The following day, he refereed the 4–2 home win by Walsall over Stoke City in a Second Division play-off semi-final second leg, which was also the cumulative score that secured Walsall's progression. Lastly, he was given the honour of refereeing the League One play-off final as well, played at the Millennium Stadium, Cardiff, on 27 May 2001, when Walsall won promotion to the First Division by beating Reading 3–2.

He was offered full professional terms by the Professional Game Match Officials Board during the following close season in 2001, and agreed to join the Select Group of referees officiating in the Premier League, although this would only be for a maximum of two seasons before his retirement due to age restrictions. He took charge of his first ever Premier League match during the fixture involving Ipswich Town and Derby County at Portman Road on 21 August 2001, the home club winning 3–1.

In 2002, Wolstenholme was involved in a match which remains in the record books despite not being played to completion. Sheffield United played West Bromwich Albion at their home ground, Bramall Lane, in the First Division on 16 March. He dismissed three Sheffield United players during the course of the game. Goalkeeper Simon Tracey was sent off after nine minutes for a handball outside the penalty area. Then, after Georges Santos launched a two-footed tackle against Albion midfielder Andy Johnson on 65 minutes, he was also sent off. A minute later, Patrick Suffo was dismissed after headbutting Derek McInnes. Two other players then had to be withdrawn injured after 77 minutes, and with no replacements available, Wolstenholme had to abandon the game due to United having fewer than seven players left on the field. Amongst other sanctions taken by the Football Association, Sheffield United were fined £10,000 and their manager Neil Warnock £300. Santos was given a two-match ban and Suffo was fined £3,000. Neither player played for United again. The score at the time of the abandonment was 3–0 to West Bromwich Albion, and the result was allowed to stand despite the game not being completed. The match was subsequently popularised with the title "the Battle of Bramall Lane".

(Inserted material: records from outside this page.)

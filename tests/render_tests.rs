use nfweb::{dispatch_methods, Args, Config, Context, Dispatch, Dispatcher, Model, RenderKind};
use serde::Serialize;

mod common;
use common::{get, post_form};

#[derive(Args, Debug, Default)]
#[args(form)]
pub struct Greet {
    #[form("name")]
    #[validate("nonzero")]
    pub name: String,
}

#[derive(Serialize)]
struct Greeting {
    name: String,
}

#[derive(Dispatcher, Default)]
pub struct Site {
    #[route(url = "/greet", view = "greet.html")]
    greet: Greet,
    #[route(url = "/old")]
    old: (),
    #[route(url = "/status")]
    status: (),
}

impl Dispatch for Site {}

#[dispatch_methods]
impl Site {
    fn greet_handler(&self, args: &mut Greet, ctx: &mut Context) {
        ctx.mvc.model = Model::record(Greeting {
            name: std::mem::take(&mut args.name),
        });
    }

    fn old_handler(&self, ctx: &mut Context) {
        ctx.mvc.render = RenderKind::Redirect;
        ctx.mvc.model = Model::from("/greet");
        ctx.mvc.status = 301;
    }

    fn status_handler(&self, ctx: &mut Context) {
        ctx.mvc.render = RenderKind::Status;
        ctx.mvc.status = 204;
    }
}

fn app(dir: &std::path::Path) -> nfweb::App {
    let config = Config {
        template_dir: Some(dir.to_path_buf()),
        ..Config::default()
    };
    let mut app = nfweb::App::new(&config);
    app.register(Site::default()).unwrap();
    app
}

#[test]
fn test_html_view_with_model_and_errors() {
    let dir = tempfile::tempdir().unwrap();
    std::fs::write(
        dir.path().join("greet.html"),
        "{% for e in errors %}[{{ e.field }}: {{ e.error }}]{% endfor %}Hello {{ name }}!",
    )
    .unwrap();
    let app = app(dir.path());

    let res = post_form(&app, "/greet", "name=Ada");
    assert_eq!(res.status, 200);
    assert!(res.header("Content-Type").unwrap().starts_with("text/html"));
    assert_eq!(res.body_text(), "Hello Ada!");

    let res = post_form(&app, "/greet", "");
    assert_eq!(res.status, 200);
    assert_eq!(res.body_text(), "[name: zero value]Hello !");
}

#[test]
fn test_redirect_and_status_renders() {
    let dir = tempfile::tempdir().unwrap();
    let app = app(dir.path());

    let res = get(&app, "/old");
    assert_eq!(res.status, 301);
    assert_eq!(res.header("Location"), Some("/greet"));

    let res = get(&app, "/status");
    assert_eq!(res.status, 204);
    assert!(res.body.is_empty());
}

In the final minute of the Everton versus Chelsea match at Goodison Park on 7 December 2002, and with the score 3–1 to Chelsea, Wolstenholme sent off Everton's David Unsworth for "violent conduct" (using his knee) after an incident involving Chelsea's Danish winger, Jesper Grønkjær. After the match was over, Everton manager David Moyes had to be dissuaded from confronting Wolstenholme in his dressing room by five police officers. Wolstenholme said: "Striking an opponent is a red-card offence and it doesn't matter what you strike him with. Things will have to go through the proper channels now and I'll probably look at it again." Despite this, the red card was upheld, although Everton did manage to prevent Wolstenholme from being involved during their match against Bolton Wanderers 21 days later when Matt Messias replaced him as fourth official.

On 12 February 2003, he was fourth official during the 3–1 home defeat for England against Australia in a friendly match at Upton Park, London. This was the most notable appointment throughout his sparse international involvement.

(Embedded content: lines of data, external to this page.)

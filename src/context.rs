//! # Request Context
//!
//! [`Context`] is the single per-request object threaded through the handler
//! chain. It owns the parsed [`Request`], the [`Response`] under construction,
//! the [`Mvc`] envelope, the bound argument record and the route parameters.
//!
//! The shared [`Engine`] (renderer, validator, limits) is reachable from every
//! context so that stages need no other state.

use std::any::Any;
use std::sync::Arc;

use ulid::Ulid;

use crate::binder::FormData;
use crate::config::{Config, Mode};
use crate::mvc::Mvc;
use crate::render::{CacheParams, Renderer};
use crate::router::ParamVec;
use crate::server::{Request, Response};
use crate::signer::Sha256Signer;
use crate::validator::Validator;

/// Default bound on an in-memory multipart body: 10 MiB.
pub const DEFAULT_MAX_MEMORY: usize = 10 << 20;

/// Immutable state shared by every request.
#[derive(Debug)]
pub struct Engine {
    pub renderer: Renderer,
    pub validator: Arc<Validator>,
    /// Largest multipart body parsed in memory.
    pub max_memory: usize,
    pub mode: Mode,
}

impl Default for Engine {
    fn default() -> Self {
        Self {
            renderer: Renderer::default(),
            validator: Arc::new(Validator::new()),
            max_memory: DEFAULT_MAX_MEMORY,
            mode: Mode::Development,
        }
    }
}

impl Engine {
    /// Renderer, validator and limits for `config`.
    ///
    /// Templates reload on every render in development mode; a sign secret
    /// enables signed JSON responses.
    #[must_use]
    pub fn from_config(config: &Config) -> Self {
        let mut renderer = Renderer::new().with_indent(config.indent);
        if let Some(dir) = &config.template_dir {
            renderer = renderer.with_templates(dir.clone(), !config.mode.is_production());
        }
        if let Some(secret) = &config.sign_secret {
            renderer = renderer.with_signer(Arc::new(Sha256Signer::new(secret.as_str())));
        }
        Self {
            renderer,
            validator: Arc::new(Validator::new()),
            max_memory: config.max_memory,
            mode: config.mode,
        }
    }
}

/// Per-request state passed to every stage of the handler chain.
pub struct Context {
    pub request: Request,
    pub response: Response,
    pub mvc: Mvc,
    /// Path parameters extracted by the router.
    pub params: ParamVec,
    /// When set, the rendered body is captured here and an `Expires` header added.
    pub cache: Option<CacheParams>,
    engine: Arc<Engine>,
    form: Option<FormData>,
    args: Option<Box<dyn Any + Send>>,
    written: bool,
    aborted: bool,
    request_id: Ulid,
}

impl std::fmt::Debug for Context {
    fn fmt(&self, f: &mut std::fmt::Formatter<'_>) -> std::fmt::Result {
        f.debug_struct("Context")
            .field("request_id", &self.request_id.to_string())
            .field("method", &self.request.method)
            .field("path", &self.request.path)
            .field("mvc", &self.mvc)
            .field("written", &self.written)
            .field("aborted", &self.aborted)
            .finish_non_exhaustive()
    }
}

impl Context {
    pub fn new(request: Request, engine: Arc<Engine>) -> Self {
        Self {
            request,
            response: Response::new(200),
            mvc: Mvc::default(),
            params: ParamVec::new(),
            cache: None,
            engine,
            form: None,
            args: None,
            written: false,
            aborted: false,
            request_id: Ulid::new(),
        }
    }

    #[must_use]
    pub fn engine(&self) -> &Engine {
        &self.engine
    }

    pub(crate) fn shared_engine(&self) -> Arc<Engine> {
        Arc::clone(&self.engine)
    }

    #[must_use]
    pub fn renderer(&self) -> &Renderer {
        &self.engine.renderer
    }

    #[must_use]
    pub fn request_id(&self) -> Ulid {
        self.request_id
    }

    /// Path parameter by name; the last occurrence wins.
    #[must_use]
    pub fn param(&self, name: &str) -> Option<&str> {
        self.params
            .iter()
            .rfind(|(k, _)| k.as_ref() == name)
            .map(|(_, v)| v.as_str())
    }

    /// The request body parsed as a form, parsed once on first use.
    ///
    /// Multipart bodies larger than the engine's `max_memory` yield an
    /// empty form.
    pub fn form(&mut self) -> &FormData {
        let max_memory = self.engine.max_memory;
        let request = &self.request;
        self.form
            .get_or_insert_with(|| FormData::from_request(request, max_memory))
    }

    /// Stop the chain; later stages and MVC rendering are skipped.
    pub fn abort(&mut self) {
        self.aborted = true;
    }

    #[must_use]
    pub fn is_aborted(&self) -> bool {
        self.aborted
    }

    /// Whether a render operation already produced the response.
    #[must_use]
    pub fn is_written(&self) -> bool {
        self.written
    }

    pub(crate) fn mark_written(&mut self) {
        self.written = true;
    }

    /// Store the bound argument record.
    pub fn set_args<A: Any + Send>(&mut self, args: A) {
        self.args = Some(Box::new(args));
    }

    /// The bound argument record, if it has type `A`.
    #[must_use]
    pub fn args<A: Any>(&self) -> Option<&A> {
        self.args.as_deref().and_then(|a| a.downcast_ref())
    }

    pub(crate) fn take_args(&mut self) -> Option<Box<dyn Any + Send>> {
        self.args.take()
    }

    pub(crate) fn restore_args(&mut self, args: Option<Box<dyn Any + Send>>) {
        if self.args.is_none() {
            self.args = args;
        }
    }

    /// Finish the request and hand back the response.
    #[must_use]
    pub fn into_response(self) -> Response {
        let mut response = self.response;
        response.finish();
        response
    }
}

After the 2–0 home win by Millwall over Coventry City in the First Division on 5 May 2003, Wolstenholme retired from refereeing, having officiated for only two seasons in the Premiership.

He then took up the role of a referees' assessor. While in that position prior to a Premier League match between Burnley and Newcastle United at Turf Moor in November 2018, Wolstenholme suffered a heart attack. The match was delayed by 30 minutes and he was hospitalised. He was later required to have heart bypass surgery.

==Retirement and family life==
Wolstenholme worked as an engineering fitter in Preston, before briefly becoming a full-time paid referee from 2001 until his retirement in 2003. He has since become Referees' Officer for the Lancashire County Football Association. He still lives in the Pleckgate area of Blackburn, with his wife, Fiona, and they have two children, a son and a daughter.